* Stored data
--------------------------------
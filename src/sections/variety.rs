//! Character variety sections - penalize single-class and missing-class passwords.

use secrecy::{ExposeSecret, SecretString};
use super::{Penalty, SectionResult};
use crate::charset::CharacterClassFlags;

fn all_nonempty(pwd: &str, pred: impl Fn(char) -> bool) -> bool {
    !pwd.is_empty() && pwd.chars().all(pred)
}

/// Entire password is lowercase letters.
pub fn lowercase_only_section(password: &SecretString) -> SectionResult {
    all_nonempty(password.expose_secret(), |c| c.is_ascii_lowercase())
        .then_some(Penalty::new(10, "Only lowercase letters"))
}

/// Entire password is uppercase letters.
pub fn uppercase_only_section(password: &SecretString) -> SectionResult {
    all_nonempty(password.expose_secret(), |c| c.is_ascii_uppercase())
        .then_some(Penalty::new(10, "Only uppercase letters"))
}

/// Entire password is digits.
pub fn digits_only_section(password: &SecretString) -> SectionResult {
    all_nonempty(password.expose_secret(), |c| c.is_ascii_digit())
        .then_some(Penalty::new(15, "Only digits"))
}

pub fn no_letters_section(password: &SecretString) -> SectionResult {
    let flags = CharacterClassFlags::from_password(password.expose_secret());
    (!flags.has_letters()).then_some(Penalty::new(20, "No letters"))
}

pub fn no_digits_section(password: &SecretString) -> SectionResult {
    let flags = CharacterClassFlags::from_password(password.expose_secret());
    (!flags.has_digit).then_some(Penalty::new(10, "No digits"))
}

pub fn no_symbols_section(password: &SecretString) -> SectionResult {
    let flags = CharacterClassFlags::from_password(password.expose_secret());
    (!flags.has_symbol).then_some(Penalty::new(5, "No special characters"))
}

/// Uppercase letters optionally followed by digits, e.g. `HELLO123`.
pub fn uppercase_with_digits_section(password: &SecretString) -> SectionResult {
    let pwd = password.expose_secret();
    let letters_end = pwd
        .find(|c: char| !c.is_ascii_uppercase())
        .unwrap_or(pwd.len());
    let matches = letters_end > 0 && pwd[letters_end..].chars().all(|c| c.is_ascii_digit());
    matches.then_some(Penalty::new(30, "Uppercase letters with trailing digits"))
}
//! Penalty sections
//!
//! Each section checks one weak trait of a password and reports the fixed
//! deduction it carries. Sections are independent; the scorer decides which
//! ones run and sums every penalty that applies.

mod blacklist;
mod length;
mod pattern;
mod variety;

use secrecy::SecretString;
use serde::Serialize;

pub use blacklist::{BANNED_TERMS, banned_term_section, ultra_common_section};
pub use length::short_length_section;
pub use pattern::{alphabetic_run_section, numeric_run_section, repetition_section};
pub use variety::{
    digits_only_section, lowercase_only_section, no_digits_section, no_letters_section,
    no_symbols_section, uppercase_only_section, uppercase_with_digits_section,
};

/// A deduction applied to the score.
#[derive(Debug, Clone, Copy, PartialEq, Eq, Serialize)]
pub struct Penalty {
    pub points: u32,
    pub reason: &'static str,
}

impl Penalty {
    pub const fn new(points: u32, reason: &'static str) -> Self {
        Self { points, reason }
    }
}

/// Result type for section functions.
/// - `Some(penalty)` - the weakness is present
/// - `None` - section passed
pub type SectionResult = Option<Penalty>;

/// A named section function.
pub type Section = (&'static str, fn(&SecretString) -> SectionResult);

/// Sections applied on every scoring path.
pub const SHARED_SECTIONS: &[Section] = &[
    ("lowercase_only", lowercase_only_section),
    ("uppercase_only", uppercase_only_section),
    ("digits_only", digits_only_section),
    ("repetition", repetition_section),
    ("ultra_common", ultra_common_section),
    ("alphabetic_run", alphabetic_run_section),
    ("numeric_run", numeric_run_section),
    ("banned_term", banned_term_section),
];

/// Extra sections applied when the classifier drives the base score.
pub const CLASSIFIER_SECTIONS: &[Section] = &[
    ("short_length", short_length_section),
    ("no_letters", no_letters_section),
    ("no_digits", no_digits_section),
    ("no_symbols", no_symbols_section),
    ("uppercase_with_digits", uppercase_with_digits_section),
];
--------------------------------
* EXERCISE PROMPT
The answer is the records above restated word for word from their opening line through the line that holds "use crate::charset::CharacterClassFlags;", both included, and nothing else.

* ANSWER BOX
filename src/sections/variety.rs
//! Character variety sections - penalize single-class and missing-class passwords.

use secrecy::{ExposeSecret, SecretString};
use super::{Penalty, SectionResult};
use crate::charset::CharacterClassFlags;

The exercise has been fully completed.